TASK INSTRUCTIONS | Reproduce the opening lines of the records exactly, up to and including the line in which "actor do this to" occurs.

INPUT DATA |
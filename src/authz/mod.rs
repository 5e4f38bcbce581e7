//! Authorization module - access control for projects and everything they scope
//!
//! One evaluator answers every handler's question "may this actor do this to
//! that resource?" from ownership and team membership alone:
//! - read access is membership based (owner or any team member)
//! - collaborative mutations (tasks, milestones, project fields) need a membership
//! - destructive project-level actions are owner only
//!
//! Outcomes distinguish an actor with no visibility (`Invisible`, reported as
//! not found) from a member lacking the elevated right (`InsufficientRole`),
//! and both from a lookup failure (`Indeterminate`), which callers must treat
//! as a denial.

mod evaluator;
mod resource;
mod store;

pub use evaluator::AccessEvaluator;
pub use resource::{Action, Resource};
pub use store::{Membership, MembershipStore, SqliteMembershipStore, StoreError};

/// The evaluator wired to the application's database.
pub type SqliteAccessEvaluator = AccessEvaluator<SqliteMembershipStore>;

#[derive(thiserror::Error, Debug)]
pub enum AccessError {
    /// The actor has no standing to learn that the resource exists.
    #[error("resource not found")]
    Invisible,
    #[error("{0}")]
    InsufficientRole(String),
    #[error("{0}")]
    Validation(String),
    #[error("authorization could not be evaluated: {0}")]
    Indeterminate(#[from] StoreError),
}

impl AccessError {
    /// Only infrastructure trouble is worth retrying; denials are final.
    pub fn is_retryable(&self) -> bool {
        matches!(self, AccessError::Indeterminate(_))
    }
}
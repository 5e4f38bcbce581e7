use axum::http::StatusCode;
use axum::response::{IntoResponse, Response};
use axum::Json;
use serde::Serialize;

use crate::authz::AccessError;

pub type AppResult<T> = Result<T, AppError>;

#[derive(thiserror::Error, Debug)]
pub enum AppError {
    #[error("unauthorized: {0}")]
    Unauthorized(String),
    #[error("forbidden: {0}")]
    Forbidden(String),
    #[error("not found: {0}")]
    NotFound(String),
    #[error("conflict: {0}")]
    Conflict(String),
    #[error("bad request: {0}")]
    BadRequest(String),
    #[error("configuration error: {0}")]
    Configuration(String),
    #[error("token error: {0}")]
    Token(String),
    #[error("database error")]
    Database(#[from] sqlx::Error),
    #[error("authorization indeterminate: {0}")]
    Indeterminate(String),
    #[error("internal server error: {0}")]
    Internal(String),
}

impl AppError {
    pub fn unauthorized(message: impl Into<String>) -> Self {
        Self::Unauthorized(message.into())
    }

    pub fn forbidden(message: impl Into<String>) -> Self {
        Self::Forbidden(message.into())
    }

    pub fn not_found(message: impl Into<String>) -> Self {
        Self::NotFound(message.into())
    }

    pub fn conflict(message: impl Into<String>) -> Self {
        Self::Conflict(message.into())
    }

    pub fn bad_request(message: impl Into<String>) -> Self {
        Self::BadRequest(message.into())
    }

    pub fn configuration(message: impl Into<String>) -> Self {
        Self::Configuration(message.into())
    }

    pub fn token(err: impl Into<String>) -> Self {
        Self::Token(err.into())
    }

    pub fn internal(message: impl Into<String>) -> Self {
        Self::Internal(message.into())
    }
}

#[derive(Serialize)]
struct ErrorResponse {
    error: String,
    message: String,
}

impl IntoResponse for AppError {
    fn into_response(self) -> Response {
        let status = match self {
            AppError::Unauthorized(_) => StatusCode::UNAUTHORIZED,
            AppError::Forbidden(_) => StatusCode::FORBIDDEN,
            AppError::NotFound(_) => StatusCode::NOT_FOUND,
            AppError::Conflict(_) => StatusCode::CONFLICT,
            AppError::BadRequest(_) => StatusCode::BAD_REQUEST,
            AppError::Configuration(_) => StatusCode::INTERNAL_SERVER_ERROR,
            AppError::Token(_) => StatusCode::UNAUTHORIZED,
            AppError::Database(_) => StatusCode::INTERNAL_SERVER_ERROR,
            AppError::Indeterminate(_) => StatusCode::INTERNAL_SERVER_ERROR,
            AppError::Internal(_) => StatusCode::INTERNAL_SERVER_ERROR,
        };

        if let AppError::Database(err) = &self {
            tracing::error!(error = %err, "database error");
        }

        let message = self.to_string();
        let error = match &self {
            AppError::Unauthorized(_) => "unauthorized",
            AppError::Forbidden(_) => "forbidden",
            AppError::NotFound(_) => "not_found",
            AppError::Conflict(_) => "conflict",
            AppError::BadRequest(_) => "bad_request",
            AppError::Configuration(_) => "configuration",
            AppError::Token(_) => "token",
            AppError::Database(_) => "database",
            AppError::Indeterminate(_) => "indeterminate",
            AppError::Internal(_) => "internal",
        };

        let payload = ErrorResponse {
            error: error.to_string(),
            message,
        };

        (status, Json(payload)).into_response()
    }
}

impl From<anyhow::Error> for AppError {
    fn from(value: anyhow::Error) -> Self {
        Self::Internal(value.to_string())
    }
}

impl From<AccessError> for AppError {
    fn from(value: AccessError) -> Self {
        match value {
            AccessError::Invisible => Self::NotFound("resource not found".to_string()),
            AccessError::InsufficientRole(reason) => Self::Forbidden(reason),
            AccessError::Validation(message) => Self::BadRequest(message),
            AccessError::Indeterminate(err) => Self::Indeterminate(err.to_string()),
        }
    }
}

#[cfg(test)]
mod tests {
    use super::*;
    use crate::authz::StoreError;

    #[test]
    fn test_access_errors_map_to_distinct_statuses() {
        let cases = [
            (AccessError::Invisible, StatusCode::NOT_FOUND),
            (AccessError::InsufficientRole("owner only".into()), StatusCode::FORBIDDEN),
            (AccessError::Validation("bad assignee".into()), StatusCode::BAD_REQUEST),
            (
                AccessError::Indeterminate(StoreError::Unavailable(sqlx::Error::PoolClosed)),
                StatusCode::INTERNAL_SERVER_ERROR,
            ),
        ];

        for (access, expected) in cases {
            let response = AppError::from(access).into_response();
            assert_eq!(response.status(), expected);
        }
    }
}
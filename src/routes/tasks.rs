use axum::extract::{Path, Query, State};
use axum::http::{HeaderMap, StatusCode};
use axum::Json;
use serde::Deserialize;
use sqlx::SqlitePool;
use utoipa::IntoParams;
use uuid::Uuid;

use crate::app::AppState;
use crate::authz::{Action, Resource};
use crate::errors::{AppError, AppResult};
use crate::events::{log_activity_with_context, RequestContext};
use crate::jwt::AuthUser;
use crate::models::task::{DbTask, DbTaskSummary, Task, TaskCreateRequest, TaskDetail, TaskSummary, TaskUpdateRequest};
use crate::utils::{non_blank, utc_now};

use super::comments::fetch_task_comments;

const TASK_COLUMNS: &str = "id, project_id, milestone_id, title, description, status, priority, assignee_id, creator_id, due_date, created_at, updated_at";

const TASK_SUMMARY_SELECT: &str = "SELECT t.id, t.project_id, t.milestone_id, t.title, t.description, t.status, t.priority, \
     t.assignee_id, t.creator_id, t.due_date, t.created_at, t.updated_at, \
     a.first_name AS assignee_first_name, a.last_name AS assignee_last_name, \
     c.first_name AS creator_first_name, c.last_name AS creator_last_name, \
     p.name AS project_name, m.name AS milestone_name, \
     (SELECT COUNT(1) FROM comments cm WHERE cm.task_id = t.id) AS comment_count \
     FROM tasks t \
     JOIN projects p ON p.id = t.project_id \
     JOIN users c ON c.id = t.creator_id \
     LEFT JOIN users a ON a.id = t.assignee_id \
     LEFT JOIN milestones m ON m.id = t.milestone_id";

// Workflow order first, then most urgent, then newest.
const TASK_SUMMARY_ORDER: &str = "ORDER BY \
     CASE t.status WHEN 'TODO' THEN 0 WHEN 'IN_PROGRESS' THEN 1 WHEN 'IN_REVIEW' THEN 2 ELSE 3 END ASC, \
     CASE t.priority WHEN 'URGENT' THEN 3 WHEN 'HIGH' THEN 2 WHEN 'MEDIUM' THEN 1 ELSE 0 END DESC, \
     t.created_at DESC";

#[derive(Debug, Deserialize, IntoParams)]
#[into_params(parameter_in = Query)]
pub struct TaskListQuery {
    /// Restrict the listing to one project
    pub project_id: Option<Uuid>,
}

#[utoipa::path(
    get,
    path = "/tasks",
    tag = "Tasks",
    params(TaskListQuery),
    responses(
        (status = 200, description = "Tasks across every project visible to the caller", body = [TaskSummary]),
        (status = 404, description = "Filtered project missing or not visible to the caller")
    ),
    security(("bearerAuth" = []))
)]
pub async fn list_my_tasks(
    State(state): State<AppState>,
    auth: AuthUser,
    Query(query): Query<TaskListQuery>,
) -> AppResult<Json<Vec<TaskSummary>>> {
    if let Some(project_id) = query.project_id {
        state
            .access
            .check(auth.user_id, Action::ViewProject, &Resource::Project(project_id))
            .await?;
        return Ok(Json(fetch_project_tasks(&state.pool, project_id).await?));
    }

    let rows = sqlx::query_as::<_, DbTaskSummary>(&format!(
        "{TASK_SUMMARY_SELECT} WHERE t.project_id IN ( \
             SELECT id FROM projects WHERE owner_id = ? \
             UNION SELECT project_id FROM team_members WHERE user_id = ?) \
         {TASK_SUMMARY_ORDER}"
    ))
    .bind(auth.user_id)
    .bind(auth.user_id)
    .fetch_all(&state.pool)
    .await?;

    let tasks: Vec<TaskSummary> = rows.into_iter().map(TaskSummary::try_from).collect::<Result<_, _>>()?;
    Ok(Json(tasks))
}

#[utoipa::path(
    get,
    path = "/projects/{project_id}/tasks",
    tag = "Tasks",
    params(("project_id" = Uuid, Path, description = "Project id")),
    responses(
        (status = 200, description = "Tasks of the project", body = [TaskSummary]),
        (status = 404, description = "Project missing or not visible to the caller")
    ),
    security(("bearerAuth" = []))
)]
pub async fn list_tasks(
    State(state): State<AppState>,
    auth: AuthUser,
    Path(project_id): Path<Uuid>,
) -> AppResult<Json<Vec<TaskSummary>>> {
    state
        .access
        .check(auth.user_id, Action::ViewProject, &Resource::Project(project_id))
        .await?;

    Ok(Json(fetch_project_tasks(&state.pool, project_id).await?))
}

#[utoipa::path(
    post,
    path = "/projects/{project_id}/tasks",
    tag = "Tasks",
    params(("project_id" = Uuid, Path, description = "Project id")),
    request_body = TaskCreateRequest,
    responses(
        (status = 201, description = "Task created", body = Task),
        (status = 400, description = "Missing title, assignee outside the team or foreign milestone"),
        (status = 404, description = "Project missing or not visible to the caller")
    ),
    security(("bearerAuth" = []))
)]
pub async fn create_task(
    State(state): State<AppState>,
    auth: AuthUser,
    headers: HeaderMap,
    Path(project_id): Path<Uuid>,
    Json(payload): Json<TaskCreateRequest>,
) -> AppResult<(StatusCode, Json<Task>)> {
    let task_id = Uuid::new_v4();
    state
        .access
        .check(auth.user_id, Action::CreateTask, &Resource::Task { id: task_id, project_id })
        .await?;

    let title = non_blank(Some(payload.title.as_str())).ok_or_else(|| AppError::bad_request("Task title is required"))?;
    state.access.check_assignee(project_id, payload.assignee_id).await?;
    ensure_milestone_in_project(&state.pool, project_id, payload.milestone_id).await?;

    let now = utc_now();
    let task = Task {
        id: task_id,
        project_id,
        milestone_id: payload.milestone_id,
        title,
        description: non_blank(payload.description.as_deref()),
        status: payload.status.unwrap_or_default(),
        priority: payload.priority.unwrap_or_default(),
        assignee_id: payload.assignee_id,
        creator_id: auth.user_id,
        due_date: payload.due_date,
        created_at: now,
        updated_at: now,
    };

    sqlx::query(&format!("INSERT INTO tasks ({TASK_COLUMNS}) VALUES (?, ?, ?, ?, ?, ?, ?, ?, ?, ?, ?, ?)"))
        .bind(task.id)
        .bind(task.project_id)
        .bind(task.milestone_id)
        .bind(&task.title)
        .bind(&task.description)
        .bind(task.status.as_str())
        .bind(task.priority.as_str())
        .bind(task.assignee_id)
        .bind(task.creator_id)
        .bind(task.due_date)
        .bind(task.created_at)
        .bind(task.updated_at)
        .execute(&state.pool)
        .await?;

    log_activity_with_context(
        &state.event_bus,
        "created",
        Some(auth.user_id),
        &task,
        None,
        Some(RequestContext::from_headers(&headers)),
    );

    Ok((StatusCode::CREATED, Json(task)))
}

#[utoipa::path(
    get,
    path = "/projects/{project_id}/tasks/{id}",
    tag = "Tasks",
    params(
        ("project_id" = Uuid, Path, description = "Project id"),
        ("id" = Uuid, Path, description = "Task id")
    ),
    responses(
        (status = 200, description = "Task with its comments", body = TaskDetail),
        (status = 404, description = "Task missing or not visible to the caller")
    ),
    security(("bearerAuth" = []))
)]
pub async fn get_task(
    State(state): State<AppState>,
    auth: AuthUser,
    Path((project_id, id)): Path<(Uuid, Uuid)>,
) -> AppResult<Json<TaskDetail>> {
    state
        .access
        .check(auth.user_id, Action::ViewTask, &Resource::Task { id, project_id })
        .await?;

    let task = fetch_task(&state.pool, project_id, id).await?;
    let comments = fetch_task_comments(&state.pool, id).await?;

    Ok(Json(TaskDetail { task, comments }))
}

#[utoipa::path(
    put,
    path = "/projects/{project_id}/tasks/{id}",
    tag = "Tasks",
    params(
        ("project_id" = Uuid, Path, description = "Project id"),
        ("id" = Uuid, Path, description = "Task id")
    ),
    request_body = TaskUpdateRequest,
    responses(
        (status = 200, description = "Task updated", body = Task),
        (status = 400, description = "Assignee outside the team or foreign milestone"),
        (status = 404, description = "Task missing or not visible to the caller")
    ),
    security(("bearerAuth" = []))
)]
pub async fn update_task(
    State(state): State<AppState>,
    auth: AuthUser,
    headers: HeaderMap,
    Path((project_id, id)): Path<(Uuid, Uuid)>,
    Json(payload): Json<TaskUpdateRequest>,
) -> AppResult<Json<Task>> {
    state
        .access
        .check(auth.user_id, Action::UpdateTask, &Resource::Task { id, project_id })
        .await?;

    let existing = fetch_task(&state.pool, project_id, id).await?;
    let mut task = existing.clone();

    if let Some(title) = payload.title.as_deref() {
        task.title = non_blank(Some(title)).ok_or_else(|| AppError::bad_request("Task title cannot be empty"))?;
    }
    if let Some(description) = payload.description {
        task.description = non_blank(description.as_deref());
    }
    if let Some(status) = payload.status {
        task.status = status;
    }
    if let Some(priority) = payload.priority {
        task.priority = priority;
    }
    if let Some(assignee_id) = payload.assignee_id {
        // Validated before anything is written; a rejected assignee leaves the task untouched.
        state.access.check_assignee(project_id, assignee_id).await?;
        task.assignee_id = assignee_id;
    }
    if let Some(milestone_id) = payload.milestone_id {
        ensure_milestone_in_project(&state.pool, project_id, milestone_id).await?;
        task.milestone_id = milestone_id;
    }
    if let Some(due_date) = payload.due_date {
        task.due_date = due_date;
    }
    task.updated_at = utc_now();

    sqlx::query(
        "UPDATE tasks SET title = ?, description = ?, status = ?, priority = ?, assignee_id = ?, milestone_id = ?, due_date = ?, updated_at = ? \
         WHERE id = ? AND project_id = ?",
    )
    .bind(&task.title)
    .bind(&task.description)
    .bind(task.status.as_str())
    .bind(task.priority.as_str())
    .bind(task.assignee_id)
    .bind(task.milestone_id)
    .bind(task.due_date)
    .bind(task.updated_at)
    .bind(task.id)
    .bind(project_id)
    .execute(&state.pool)
    .await?;

    log_activity_with_context(
        &state.event_bus,
        "updated",
        Some(auth.user_id),
        &task,
        Some(&existing),
        Some(RequestContext::from_headers(&headers)),
    );

    Ok(Json(task))
}

#[utoipa::path(
    delete,
    path = "/projects/{project_id}/tasks/{id}",
    tag = "Tasks",
    params(
        ("project_id" = Uuid, Path, description = "Project id"),
        ("id" = Uuid, Path, description = "Task id")
    ),
    responses(
        (status = 204, description = "Task and its comments deleted"),
        (status = 403, description = "Caller lacks the role to delete tasks"),
        (status = 404, description = "Task missing or not visible to the caller")
    ),
    security(("bearerAuth" = []))
)]
pub async fn delete_task(
    State(state): State<AppState>,
    auth: AuthUser,
    headers: HeaderMap,
    Path((project_id, id)): Path<(Uuid, Uuid)>,
) -> AppResult<StatusCode> {
    state
        .access
        .check(auth.user_id, Action::DeleteTask, &Resource::Task { id, project_id })
        .await?;

    let task = fetch_task(&state.pool, project_id, id).await?;

    let mut tx = state.pool.begin().await?;
    sqlx::query("DELETE FROM comments WHERE task_id = ?")
        .bind(id)
        .execute(&mut *tx)
        .await?;
    sqlx::query("DELETE FROM tasks WHERE id = ? AND project_id = ?")
        .bind(id)
        .bind(project_id)
        .execute(&mut *tx)
        .await?;
    tx.commit().await?;

    log_activity_with_context(
        &state.event_bus,
        "deleted",
        Some(auth.user_id),
        &task,
        None,
        Some(RequestContext::from_headers(&headers)),
    );

    Ok(StatusCode::NO_CONTENT)
}

pub(crate) async fn fetch_project_tasks(pool: &SqlitePool, project_id: Uuid) -> Result<Vec<TaskSummary>, AppError> {
    let rows = sqlx::query_as::<_, DbTaskSummary>(&format!(
        "{TASK_SUMMARY_SELECT} WHERE t.project_id = ? {TASK_SUMMARY_ORDER}"
    ))
    .bind(project_id)
    .fetch_all(pool)
    .await?;

    rows.into_iter().map(TaskSummary::try_from).collect()
}

/// Loads a task through its project so ids from another project read as missing.
pub(crate) async fn fetch_task(pool: &SqlitePool, project_id: Uuid, id: Uuid) -> Result<Task, AppError> {
    sqlx::query_as::<_, DbTask>(&format!("SELECT {TASK_COLUMNS} FROM tasks WHERE id = ? AND project_id = ?"))
        .bind(id)
        .bind(project_id)
        .fetch_optional(pool)
        .await?
        .ok_or_else(|| AppError::not_found("Task not found"))?
        .try_into()
}

async fn ensure_milestone_in_project(
    pool: &SqlitePool,
    project_id: Uuid,
    milestone_id: Option<Uuid>,
) -> Result<(), AppError> {
    let Some(milestone_id) = milestone_id else {
        return Ok(());
    };

    let owner: Option<Uuid> = sqlx::query_scalar("SELECT project_id FROM milestones WHERE id = ?")
        .bind(milestone_id)
        .fetch_optional(pool)
        .await?;

    if owner == Some(project_id) {
        Ok(())
    } else {
        Err(AppError::bad_request("Milestone does not belong to this project"))
    }
}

ANSWER BOX |
filename src/authz/mod.rs
repository 5e4f38bcbce581e7
//! Authorization module - access control for projects and everything they scope
//!
//! One evaluator answers every handler's question "may this actor do this to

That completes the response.